[Start of Attachment]
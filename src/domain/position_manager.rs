//! Authoritative open-position view, order sizing and exit detection.

use chrono::{DateTime, Utc};
use std::collections::{BTreeMap, HashMap};
use tracing::{debug, info, warn};

use crate::domain::market::BrokerPosition;
use crate::domain::position::Position;
use crate::domain::signal::Signal;

/// Exit levels recorded when the engine opens a position, re-attached to
/// the broker's snapshot on every reconcile.
#[derive(Debug, Clone, Copy, PartialEq)]
struct Protection {
    stop_price: f64,
    target_price: f64,
    opened_at: DateTime<Utc>,
}

impl Protection {
    /// Stop below target for a long, above it for a short. A disabled level
    /// (0.0) fits either side.
    fn fits(&self, quantity: i64) -> bool {
        if self.stop_price == 0.0 || self.target_price == 0.0 {
            return true;
        }
        if quantity > 0 {
            self.stop_price < self.target_price
        } else {
            self.stop_price > self.target_price
        }
    }
}

#[derive(Debug, Clone)]
pub struct PositionManager {
    profit_threshold: f64,
    positions: Vec<Position>,
    protections: BTreeMap<String, Protection>,
}

impl PositionManager {
    /// `profit_threshold` is a percentage, used to default the target of
    /// positions the engine did not open itself.
    pub fn new(profit_threshold: f64) -> Self {
        PositionManager {
            profit_threshold,
            positions: Vec::new(),
            protections: BTreeMap::new(),
        }
    }

    /// Whole shares affordable with `allocation`; 0 means do not trade.
    pub fn size_order(&self, signal: &Signal, allocation: f64, current_price: f64) -> i64 {
        if current_price <= 0.0 || allocation <= 0.0 || !current_price.is_finite() {
            return 0;
        }
        let quantity = (allocation / current_price).floor() as i64;
        debug!(
            ticker = %signal.ticker,
            allocation,
            price = current_price,
            quantity,
            "sized order"
        );
        quantity.max(0)
    }

    pub fn register_protection(
        &mut self,
        ticker: &str,
        stop_price: f64,
        target_price: f64,
        opened_at: DateTime<Utc>,
    ) {
        self.protections.insert(
            ticker.to_string(),
            Protection {
                stop_price,
                target_price,
                opened_at,
            },
        );
    }

    /// Forget levels registered for an entry that ended without a fill.
    pub fn discard_protection(&mut self, ticker: &str) {
        if self.protections.remove(ticker).is_some() {
            debug!(ticker = %ticker, "protection discarded for unfilled entry");
        }
    }

    /// Replace the position view with the broker's snapshot.
    ///
    /// Protection for a ticker that was held last time and is now flat is
    /// dropped. Protection registered for an entry that has not filled yet is
    /// kept until the position appears.
    pub fn reconcile(&mut self, snapshot: &[BrokerPosition], now: DateTime<Utc>) {
        let held_now: Vec<&BrokerPosition> = snapshot.iter().filter(|p| p.quantity != 0).collect();

        for previous in &self.positions {
            if !held_now.iter().any(|p| p.ticker == previous.ticker) {
                info!(ticker = %previous.ticker, quantity = previous.quantity, "position closed");
                self.protections.remove(&previous.ticker);
            }
        }

        let mut positions = Vec::with_capacity(held_now.len());
        for broker in held_now {
            let protection = match self.protections.get(&broker.ticker) {
                Some(&p) if p.fits(broker.quantity) => p,
                Some(&p) => {
                    let replacement = self.default_protection(broker, now);
                    warn!(
                        ticker = %broker.ticker,
                        quantity = broker.quantity,
                        stop = p.stop_price,
                        target = p.target_price,
                        target_now = replacement.target_price,
                        "recorded levels do not match position side, using defaults"
                    );
                    self.protections.insert(broker.ticker.clone(), replacement);
                    replacement
                }
                None => {
                    let p = self.default_protection(broker, now);
                    info!(
                        ticker = %broker.ticker,
                        quantity = broker.quantity,
                        target = p.target_price,
                        "adopted position not opened by this engine"
                    );
                    self.protections.insert(broker.ticker.clone(), p);
                    p
                }
            };
            positions.push(Position {
                ticker: broker.ticker.clone(),
                quantity: broker.quantity,
                entry_price: broker.avg_price,
                stop_price: protection.stop_price,
                target_price: protection.target_price,
                opened_at: protection.opened_at,
            });
        }
        self.positions = positions;
    }

    fn default_protection(&self, broker: &BrokerPosition, now: DateTime<Utc>) -> Protection {
        let factor = if broker.quantity > 0 {
            1.0 + self.profit_threshold / 100.0
        } else {
            1.0 - self.profit_threshold / 100.0
        };
        Protection {
            stop_price: 0.0,
            target_price: broker.avg_price * factor,
            opened_at: now,
        }
    }

    /// A closing signal for every position whose stop or target has been
    /// crossed by its latest price. Positions without a price are skipped.
    pub fn check_exits(&self, prices: &HashMap<String, f64>, now: DateTime<Utc>) -> Vec<Signal> {
        self.positions
            .iter()
            .filter_map(|position| {
                let price = *prices.get(&position.ticker)?;
                let reason = position.exit_reason(price)?;
                info!(
                    ticker = %position.ticker,
                    quantity = position.quantity,
                    price,
                    stop = position.stop_price,
                    target = position.target_price,
                    unrealized = position.unrealized_pnl(price),
                    reason = %reason,
                    "exit triggered"
                );
                Some(Signal::close(
                    &position.ticker,
                    position.quantity,
                    reason,
                    price,
                    now,
                ))
            })
            .collect()
    }

    pub fn positions(&self) -> &[Position] {
        &self.positions
    }

    pub fn position(&self, ticker: &str) -> Option<&Position> {
        self.positions.iter().find(|p| p.ticker == ticker)
    }
}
[End of Attachment]
_Problem description_
All entries are to be returned word for word.

_Task output_
filename src/domain/position_manager.rs
//! Authoritative open-position view, order sizing and exit detection.

use chrono::{DateTime, Utc};
use std::collections::{BTreeMap, HashMap};
use tracing::{debug, info, warn};

use crate::domain::market::BrokerPosition;
use crate::domain::position::Position;
use crate::domain::signal::Signal;

/// Exit levels recorded when the engine opens a position, re-attached to
/// the broker's snapshot on every reconcile.
#[derive(Debug, Clone, Copy, PartialEq)]
struct Protection {
    stop_price: f64,
    target_price: f64,
    opened_at: DateTime<Utc>,
}

impl Protection {
    /// Stop below target for a long, above it for a short. A disabled level
    /// (0.0) fits either side.
    fn fits(&self, quantity: i64) -> bool {
        if self.stop_price == 0.0 || self.target_price == 0.0 {
            return true;
        }
        if quantity > 0 {
            self.stop_price < self.target_price
        } else {
            self.stop_price > self.target_price
        }
    }
}

#[derive(Debug, Clone)]
pub struct PositionManager {
    profit_threshold: f64,
    positions: Vec<Position>,
    protections: BTreeMap<String, Protection>,
}

impl PositionManager {
    /// `profit_threshold` is a percentage, used to default the target of
    /// positions the engine did not open itself.
    pub fn new(profit_threshold: f64) -> Self {
        PositionManager {
            profit_threshold,
            positions: Vec::new(),
            protections: BTreeMap::new(),
        }
    }

    /// Whole shares affordable with `allocation`; 0 means do not trade.
    pub fn size_order(&self, signal: &Signal, allocation: f64, current_price: f64) -> i64 {
        if current_price <= 0.0 || allocation <= 0.0 || !current_price.is_finite() {
            return 0;
        }
        let quantity = (allocation / current_price).floor() as i64;
        debug!(
            ticker = %signal.ticker,
            allocation,
            price = current_price,
            quantity,
            "sized order"
        );
        quantity.max(0)
    }

    pub fn register_protection(
        &mut self,
        ticker: &str,
        stop_price: f64,
        target_price: f64,
        opened_at: DateTime<Utc>,
    ) {
        self.protections.insert(
            ticker.to_string(),
            Protection {
                stop_price,
                target_price,
                opened_at,
            },
        );
    }

    /// Forget levels registered for an entry that ended without a fill.
    pub fn discard_protection(&mut self, ticker: &str) {
        if self.protections.remove(ticker).is_some() {
            debug!(ticker = %ticker, "protection discarded for unfilled entry");
        }
    }

    /// Replace the position view with the broker's snapshot.
    ///
    /// Protection for a ticker that was held last time and is now flat is
    /// dropped. Protection registered for an entry that has not filled yet is
    /// kept until the position appears.
    pub fn reconcile(&mut self, snapshot: &[BrokerPosition], now: DateTime<Utc>) {
        let held_now: Vec<&BrokerPosition> = snapshot.iter().filter(|p| p.quantity != 0).collect();

        for previous in &self.positions {
            if !held_now.iter().any(|p| p.ticker == previous.ticker) {
                info!(ticker = %previous.ticker, quantity = previous.quantity, "position closed");
                self.protections.remove(&previous.ticker);
            }
        }

        let mut positions = Vec::with_capacity(held_now.len());
        for broker in held_now {
            let protection = match self.protections.get(&broker.ticker) {
                Some(&p) if p.fits(broker.quantity) => p,
                Some(&p) => {
                    let replacement = self.default_protection(broker, now);
                    warn!(
                        ticker = %broker.ticker,
                        quantity = broker.quantity,
                        stop = p.stop_price,
                        target = p.target_price,
                        target_now = replacement.target_price,
                        "recorded levels do not match position side, using defaults"
                    );
                    self.protections.insert(broker.ticker.clone(), replacement);
                    replacement
                }
                None => {
                    let p = self.default_protection(broker, now);
                    info!(
                        ticker = %broker.ticker,
                        quantity = broker.quantity,
                        target = p.target_price,
                        "adopted position not opened by this engine"
                    );
                    self.protections.insert(broker.ticker.clone(), p);
                    p
                }
            };
            positions.push(Position {
                ticker: broker.ticker.clone(),
                quantity: broker.quantity,
                entry_price: broker.avg_price,
                stop_price: protection.stop_price,
                target_price: protection.target_price,
                opened_at: protection.opened_at,
            });
        }
        self.positions = positions;
    }

    fn default_protection(&self, broker: &BrokerPosition, now: DateTime<Utc>) -> Protection {
        let factor = if broker.quantity > 0 {
            1.0 + self.profit_threshold / 100.0
        } else {
            1.0 - self.profit_threshold / 100.0
        };
        Protection {
            stop_price: 0.0,
            target_price: broker.avg_price * factor,
            opened_at: now,
        }
    }

    /// A closing signal for every position whose stop or target has been
    /// crossed by its latest price. Positions without a price are skipped.
    pub fn check_exits(&self, prices: &HashMap<String, f64>, now: DateTime<Utc>) -> Vec<Signal> {
        self.positions
            .iter()
            .filter_map(|position| {
                let price = *prices.get(&position.ticker)?;
                let reason = position.exit_reason(price)?;
                info!(
                    ticker = %position.ticker,
                    quantity = position.quantity,
                    price,
                    stop = position.stop_price,
                    target = position.target_price,
                    unrealized = position.unrealized_pnl(price),
                    reason = %reason,
                    "exit triggered"
                );
                Some(Signal::close(
                    &position.ticker,
                    position.quantity,
                    reason,
                    price,
                    now,
                ))
            })
            .collect()
    }

    pub fn positions(&self) -> &[Position] {
        &self.positions
    }

    pub fn position(&self, ticker: &str) -> Option<&Position> {
        self.positions.iter().find(|p| p.ticker == ticker)
    }
}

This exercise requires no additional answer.